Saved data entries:
use std::path::{Path, PathBuf};

use bitflags::bitflags;

use crate::engine::ShellItem;
use crate::logging::api_error;

bitflags! {
    /// Attribute bits of a shell item that the browser tracks.
    ///
    /// Values match the native attribute mask so engines can pass their raw
    /// bits straight through [`ShellAttributes::from_bits_truncate`].
    #[repr(transparent)]
    #[derive(Debug, Clone, Copy, PartialEq, Eq, Hash, Default)]
    #[cfg_attr(feature = "serde", derive(serde::Serialize, serde::Deserialize))]
    pub struct ShellAttributes: u32 {
        /// The item is a shortcut
        const LINK = 0x0001_0000;
        /// The item has a content stream (files, archives)
        const STREAM = 0x0040_0000;
        /// The item can be browsed as a folder
        const FOLDER = 0x2000_0000;
        /// The item is part of the file system
        const FILESYSTEM = 0x4000_0000;
    }
}

impl ShellAttributes {
    /// The attributes requested from the engine for every item.
    pub const QUERY_MASK: ShellAttributes = ShellAttributes::FILESYSTEM
        .union(ShellAttributes::FOLDER)
        .union(ShellAttributes::STREAM)
        .union(ShellAttributes::LINK);

    /// The attributes that decide an item's [`ItemKind`].
    pub const KIND_MASK: ShellAttributes = ShellAttributes::FILESYSTEM
        .union(ShellAttributes::FOLDER)
        .union(ShellAttributes::STREAM);
}

/// Simplified classification of a shell item.
///
/// Archives that can also be browsed as folders are reported as `File`;
/// everything inside such virtual folders is `Other`.
#[derive(Clone, Copy, Debug, Default, PartialEq, Eq, Hash)]
#[cfg_attr(feature = "serde", derive(serde::Serialize, serde::Deserialize))]
#[repr(u32)]
pub enum ItemKind {
    /// Unknown, unimportant or invalid item
    #[default]
    Unknown = 0,
    /// File system file
    File = 0x01,
    /// File system directory
    Directory = 0x02,
    /// Neither a file nor a directory
    Other = 0x08,
}

impl ItemKind {
    /// Classify an attribute mask; bits outside [`ShellAttributes::KIND_MASK`]
    /// are ignored.
    pub fn from_attributes(attributes: ShellAttributes) -> Self {
        const FS_FILE: ShellAttributes = ShellAttributes::FILESYSTEM.union(ShellAttributes::STREAM);
        const FS_DIRECTORY: ShellAttributes =
            ShellAttributes::FILESYSTEM.union(ShellAttributes::FOLDER);
        const VIRTUAL_ZIP_DIRECTORY: ShellAttributes = ShellAttributes::KIND_MASK;

        let tracked = attributes & ShellAttributes::KIND_MASK;
        if tracked.is_empty() {
            ItemKind::Unknown
        } else if tracked == FS_FILE || tracked == VIRTUAL_ZIP_DIRECTORY {
            ItemKind::File
        } else if tracked == FS_DIRECTORY {
            ItemKind::Directory
        } else {
            ItemKind::Other
        }
    }

    /// The kind as a one-element [`ItemKinds`] set (empty for `Unknown`).
    pub fn as_kinds(self) -> ItemKinds {
        ItemKinds::from_bits_truncate(self as u32)
    }
}

bitflags! {
    /// A set of [`ItemKind`]s, used by filters and item queries.
    #[repr(transparent)]
    #[derive(Debug, Clone, Copy, PartialEq, Eq, Hash, Default)]
    #[cfg_attr(feature = "serde", derive(serde::Serialize, serde::Deserialize))]
    pub struct ItemKinds: u32 {
        /// File system files
        const FILE = ItemKind::File as u32;
        /// File system directories
        const DIRECTORY = ItemKind::Directory as u32;
        /// Everything else
        const OTHER = ItemKind::Other as u32;
    }
}

impl ItemKinds {
    /// Whether `kind` belongs to the set. `Unknown` never does.
    pub fn contains_kind(self, kind: ItemKind) -> bool {
        self.intersects(kind.as_kinds())
    }
}

/// A very simplified shell item surfaced to the host.
#[derive(Clone, Debug, Default, PartialEq, Eq, Hash)]
#[cfg_attr(feature = "serde", derive(serde::Serialize, serde::Deserialize))]
pub struct BrowserItem {
    kind: ItemKind,
    path: PathBuf,
    display_name: String,
    attributes: ShellAttributes,
}

impl BrowserItem {
    /// Build an item; the kind is derived from `attributes`.
    pub fn new(
        attributes: ShellAttributes,
        path: impl Into<PathBuf>,
        display_name: impl Into<String>,
    ) -> Self {
        Self {
            kind: ItemKind::from_attributes(attributes),
            path: path.into(),
            display_name: display_name.into(),
            attributes,
        }
    }

    /// An item identified only by its path, e.g. for
    /// [`ExplorerBrowser::select_items`](crate::ExplorerBrowser::select_items).
    pub fn from_path(path: impl Into<PathBuf>) -> Self {
        Self::new(ShellAttributes::empty(), path, String::new())
    }

    /// An item identified only by its parent-relative display name.
    pub fn from_display_name(name: impl Into<String>) -> Self {
        Self::new(ShellAttributes::empty(), PathBuf::new(), name)
    }

    /// Item classification.
    pub fn kind(&self) -> ItemKind {
        self.kind
    }

    /// Full file system path for file system items, empty otherwise.
    pub fn path(&self) -> &Path {
        &self.path
    }

    /// Parent-relative display name as shown in the view.
    pub fn display_name(&self) -> &str {
        &self.display_name
    }

    /// Raw attributes (a combination of the tracked [`ShellAttributes`]).
    pub fn attributes(&self) -> ShellAttributes {
        self.attributes
    }

    /// File system file.
    pub fn is_file(&self) -> bool {
        self.kind == ItemKind::File
    }

    /// File system directory.
    pub fn is_directory(&self) -> bool {
        self.kind == ItemKind::Directory
    }

    /// File system file or directory.
    pub fn is_file_system(&self) -> bool {
        self.is_file() || self.is_directory()
    }

    /// Directory or any other browsable (virtual) folder.
    pub fn is_folder(&self) -> bool {
        self.attributes.contains(ShellAttributes::FOLDER)
    }

    /// A file system file that can also be browsed as a virtual folder.
    pub fn is_virtual_zip_directory(&self) -> bool {
        self.is_file() && self.is_folder()
    }

    /// Shortcut.
    pub fn is_shortcut(&self) -> bool {
        self.attributes.contains(ShellAttributes::LINK)
    }

    /// The name filters match against: the leaf of the path for file system
    /// items, the display name for everything else.
    pub fn match_name(&self) -> &str {
        if self.kind == ItemKind::Other || self.path.as_os_str().is_empty() {
            return &self.display_name;
        }
        self.path
            .file_name()
            .and_then(|n| n.to_str())
            .unwrap_or(&self.display_name)
    }

    /// The string used to locate this item inside the current folder: the
    /// path when known, the display name otherwise.
    pub fn parse_name(&self) -> String {
        if self.path.as_os_str().is_empty() {
            self.display_name.clone()
        } else {
            self.path.to_string_lossy().into_owned()
        }
    }
}

/// Convert a native item, logging the first failing query.
///
/// A missing file system path is expected for virtual items and is not an
/// error; failing to read attributes or the display name is.
pub(crate) fn convert_shell_item<I: ShellItem + ?Sized>(item: &I) -> Option<BrowserItem> {
    let attributes = match item.attributes(ShellAttributes::QUERY_MASK) {
        Ok(a) => a & ShellAttributes::QUERY_MASK,
        Err(e) => {
            api_error("ShellItem::attributes", &e);
            return None;
        }
    };
    let path = item.file_system_path().unwrap_or_default();
    let display_name = match item.display_name() {
        Ok(n) => n,
        Err(e) => {
            api_error("ShellItem::display_name", &e);
            return None;
        }
    };
    Some(BrowserItem::new(attributes, path, display_name))
}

§ **TASK ITEM**
Only a number is wanted here: how many lines of the records above contain "ShellItem".

§ **ANSWER BOX**
4